━━━ Exercise data

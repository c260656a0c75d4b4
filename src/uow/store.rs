use async_trait::async_trait;

use crate::core::Result;
use crate::domain::model::UserRepository;
use crate::outbox::OutboxAppend;

/// Transactional store: the external storage collaborator.
///
/// `begin` opens a unit of work; everything written through the
/// resulting scope commits atomically or not at all.
#[async_trait]
pub trait Store: Send + Sync + 'static {
    type Txn: TxnScope;

    async fn begin(&self) -> Result<Self::Txn>;
}

/// One open unit of work.
///
/// Repository writes and outbox appends are staged against this scope
/// and become visible to other units of work only on `commit`. A scope
/// dropped without commit leaves no trace.
#[async_trait]
pub trait TxnScope: Send + Sync {
    fn users(&self) -> &dyn UserRepository;

    fn outbox(&self) -> &dyn OutboxAppend;

    async fn commit(&self) -> Result<()>;

    async fn rollback(&self) -> Result<()>;
}
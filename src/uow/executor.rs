use std::sync::Arc;
use std::time::Duration;

use futures::future::BoxFuture;
use tracing::{Instrument, Level, event, info_span};

use crate::core::{LockConfig, Result, ServiceError};
use crate::uow::lock::{LockGuard, LockManager, LockName};
use crate::uow::store::{Store, TxnScope};

/// Locks held for one unit of work, released in reverse acquisition
/// order when dropped, on every exit path.
#[derive(Default)]
struct AcquiredLocks(Vec<LockGuard>);

impl AcquiredLocks {
    fn push(&mut self, guard: LockGuard) {
        self.0.push(guard);
    }
}

impl Drop for AcquiredLocks {
    fn drop(&mut self) {
        while let Some(guard) = self.0.pop() {
            drop(guard);
        }
    }
}

/// Serializes conflicting mutations: acquires named locks in caller
/// order, then runs a closure inside a fresh transaction. Two writers
/// contending for overlapping lock sets are strictly serialized in
/// acquisition order; writers with disjoint sets proceed in parallel.
pub struct LockingExecutor<S: Store> {
    store: Arc<S>,
    locks: Arc<dyn LockManager>,
    config: LockConfig,
}

impl<S: Store> LockingExecutor<S> {
    pub fn new(store: Arc<S>, locks: Arc<dyn LockManager>, config: LockConfig) -> Self {
        Self {
            store,
            locks,
            config,
        }
    }

    pub fn store(&self) -> &Arc<S> {
        &self.store
    }

    /// Run `f` transactionally without any lock. Used for read-only or
    /// already-serialized paths.
    pub async fn execute<T, F>(&self, f: F) -> Result<T>
    where
        T: Send,
        F: for<'t> FnOnce(&'t S::Txn) -> BoxFuture<'t, Result<T>> + Send,
    {
        let txn = self.store.begin().await?;
        match f(&txn).await {
            Ok(value) => {
                txn.commit().await?;
                Ok(value)
            }
            Err(err) => {
                if let Err(rollback_err) = txn.rollback().await {
                    event!(Level::WARN, error = %rollback_err, "rollback failed");
                }
                Err(err)
            }
        }
    }

    /// Acquire `lock_names` in order, all-or-nothing, then run `f`
    /// inside a transaction. `f` never runs unless every lock is held;
    /// locks are released in reverse order after commit or rollback.
    pub async fn execute_locked<T, F>(&self, lock_names: &[LockName], f: F) -> Result<T>
    where
        T: Send,
        F: for<'t> FnOnce(&'t S::Txn) -> BoxFuture<'t, Result<T>> + Send,
    {
        let span = info_span!("uow.execute_locked", locks = lock_names.len());
        async {
            let _held = self.acquire_all(lock_names).await?;
            self.execute(f).await
        }
        .instrument(span)
        .await
    }

    /// Like [`Self::execute_locked`], but the unit of work is aborted
    /// once `deadline` elapses. Held locks are still released on unwind.
    pub async fn execute_locked_with_deadline<T, F>(
        &self,
        lock_names: &[LockName],
        deadline: Duration,
        f: F,
    ) -> Result<T>
    where
        T: Send,
        F: for<'t> FnOnce(&'t S::Txn) -> BoxFuture<'t, Result<T>> + Send,
    {
        let _held = self.acquire_all(lock_names).await?;
        match tokio::time::timeout(deadline, self.execute(f)).await {
            Ok(result) => result,
            Err(_) => {
                event!(Level::WARN, ?deadline, "unit of work deadline exceeded");
                Err(ServiceError::Transient(
                    "unit of work deadline exceeded".to_string(),
                ))
            }
        }
    }

    async fn acquire_all(&self, lock_names: &[LockName]) -> Result<AcquiredLocks> {
        let ttl = self.config.ttl();
        let wait = self.config.acquire_timeout();

        let mut held = AcquiredLocks::default();
        for name in lock_names {
            // On failure, `held` drops here and releases the prefix in
            // reverse order.
            let guard = self.locks.acquire(name, ttl, wait).await?;
            event!(Level::TRACE, lock = %name, "lock acquired");
            held.push(guard);
        }
        Ok(held)
    }
}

━━━━━━

**What this task involves:**
The lines in the entries above that carry the word "order" must be copied.

**Response box:**
/// order when dropped, on every exit path.
/// order, then runs a closure inside a fresh transaction. Two writers
/// acquisition order; writers with disjoint sets proceed in parallel.
    /// Acquire `lock_names` in order, all-or-nothing, then run `f`
    /// locks are released in reverse order after commit or rollback.
            // reverse order.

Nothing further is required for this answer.